Di origini venete, napoletano d’adozione, autore di romanzi e saggi, Alessandro Bresolin è un traduttore dal francese, ha realizzato documentari radiofonici in Italia e all’estero e ha collaborato con Rai Radio 3, Il Manifesto e Lo Straniero. È il giorno dell’antivigilia di Natale del 2020 quando – mi dice -, mentre si trova a Napoli, si imbatte in una recensione al romanzo Fontamara di Ignazio Silone, pubblicata nel 1935, su un numero della rivista Alger-étudiant.
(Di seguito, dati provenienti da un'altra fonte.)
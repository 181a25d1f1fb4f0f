//! Domain-level command and query types.
//!
//! These structs are used by services inside the domain layer and are **not**
//! exposed over the public API. The REST layer maps the DTOs of the `shared`
//! crate to these types. Input fields stay untyped (`Option<String>`) here so
//! that all validation happens in one place, inside the services.

pub mod ledger {
    use rust_decimal::Decimal;

    use crate::backend::domain::models::Entry;
    use crate::backend::domain::period_key::PeriodKey;

    /// Input for recording an income or expenditure entry.
    #[derive(Debug, Clone, Default)]
    pub struct RecordEntryCommand {
        pub uid: String,
        pub record_type: Option<String>,
        /// Amount as received, e.g. `"12.50"` or `"1e3"`
        pub amount: Option<String>,
        pub category: Option<String>,
        pub source: Option<String>,
        pub description: Option<String>,
    }

    /// Result of recording an entry.
    #[derive(Debug, Clone)]
    pub struct RecordEntryResult {
        pub entry: Entry,
        pub period_key: PeriodKey,
        pub balance: Decimal,
    }

    /// Query for one period bucket.
    #[derive(Debug, Clone, Default)]
    pub struct TransactionListQuery {
        pub uid: String,
        pub record_type: Option<String>,
        /// `MM-YYYY`
        pub month_year: Option<String>,
    }

    /// Result of listing a period bucket.
    #[derive(Debug, Clone)]
    pub struct TransactionListResult {
        pub period_key: PeriodKey,
        pub entries: Vec<Entry>,
    }

    /// Query for the totals of one month.
    #[derive(Debug, Clone, Default)]
    pub struct MonthSummaryQuery {
        pub uid: String,
        pub month_year: Option<String>,
    }
}

pub mod goal {
    use crate::backend::domain::models::Goal;

    /// Input for creating a goal.
    #[derive(Debug, Clone, Default)]
    pub struct CreateGoalCommand {
        pub uid: String,
        pub goal_name: Option<String>,
        pub description: Option<String>,
        pub target_amount: Option<String>,
        pub difficulty: Option<String>,
        pub deadline_date: Option<String>,
    }

    /// The goal to work on next. `None` means every goal is completed (or
    /// there are none), which is not an error.
    #[derive(Debug, Clone)]
    pub struct TopGoalResult {
        pub goal: Option<Goal>,
    }
}

pub mod account {
    use rust_decimal::Decimal;

    #[derive(Clone)]
    pub struct RegisterCommand {
        pub email: String,
        pub password: String,
        pub name: Option<String>,
    }

    // Credentials never reach the logs.
    impl std::fmt::Debug for RegisterCommand {
        fn fmt(&self, f: &mut std::fmt::Formatter<'_>) -> std::fmt::Result {
            f.debug_struct("RegisterCommand")
                .field("email", &self.email)
                .field("name", &self.name)
                .finish_non_exhaustive()
        }
    }

    #[derive(Clone)]
    pub struct LoginCommand {
        pub email: String,
        pub password: String,
    }

    impl std::fmt::Debug for LoginCommand {
        fn fmt(&self, f: &mut std::fmt::Formatter<'_>) -> std::fmt::Result {
            f.debug_struct("LoginCommand")
                .field("email", &self.email)
                .finish_non_exhaustive()
        }
    }

    /// Identity provider data merged with the ledger balance.
    #[derive(Debug, Clone)]
    pub struct ProfileResult {
        pub uid: String,
        pub email: String,
        pub name: Option<String>,
        pub balance: Decimal,
    }
}

pub mod chat {
    /// One turn of a budgeting conversation.
    #[derive(Debug, Clone)]
    pub struct BudgetChatCommand {
        /// Absent on the first message of a conversation
        pub session_id: Option<String>,
        /// Account whose balance seeds a new conversation
        pub uid: Option<String>,
        pub message: String,
    }

    #[derive(Debug, Clone)]
    pub struct BudgetChatResult {
        pub session_id: String,
        pub reply: String,
    }
}
//! # SQLite Storage Module
//!
//! SQLite-backed implementation of the document store.

pub mod document_store;

pub use document_store::SqliteDocumentStore;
Al rinvenimento, di per sé interessante, segue la scoperta di altre quattro recensioni il cui l’autore si firma con lo stesso pseudonimo della prima: Job. A questo punto, Bresolin, che di Albert Camus sembra sapere proprio tutto, compresa la sua abitudine, negli anni giovanili trascorsi ad Algeri, di ricorrere a pseudonimi, conformemente ai costumi di molta stampa algerina dell’epoca, sfida fonti storiche, filosofiche, letterarie, aneddotiche, religiose e biografiche che possano aiutarlo a dimostrare la sua intuizione: dietro lo pseudonimo Job si nasconde il giovane autore de L’uomo in rivolta. È una ricerca durante la quale Bresolin arriva, passo dopo passo, alla «verità gemendo»: lavorando per la prima volta a partire da un’ipotesi, è preso spesso dall’ansia di non riuscire a dimostrare la sua tesi e, per questo, passa
«al nodo scorsoio tutto quanto, ogni aspetto»;
si affida a un metodo che non ha nulla di hegeliano ma è un vero e proprio debito agli esistenzialisti e, in particolare, a Lev Isaakovič Chestov, fonte di ispirazione per lui quanto per Camus e al quale si fa più volte riferimento nel testo. Il risultato di tre anni di ricerche “senza metodo” è Sofferente e fumatore. Camus e la bilancia di Giobbe, una vera e propria
«microstoria condotta attraverso la stampa dell’epoca e gli archivi»,
secondo le parole di Christian Phéline prefatore del libro, il cui nume tutelare è il primo autore che Bresolin ha incontrato da studente di Storia durante un corso Erasmus all’estero, Fernand Braudel.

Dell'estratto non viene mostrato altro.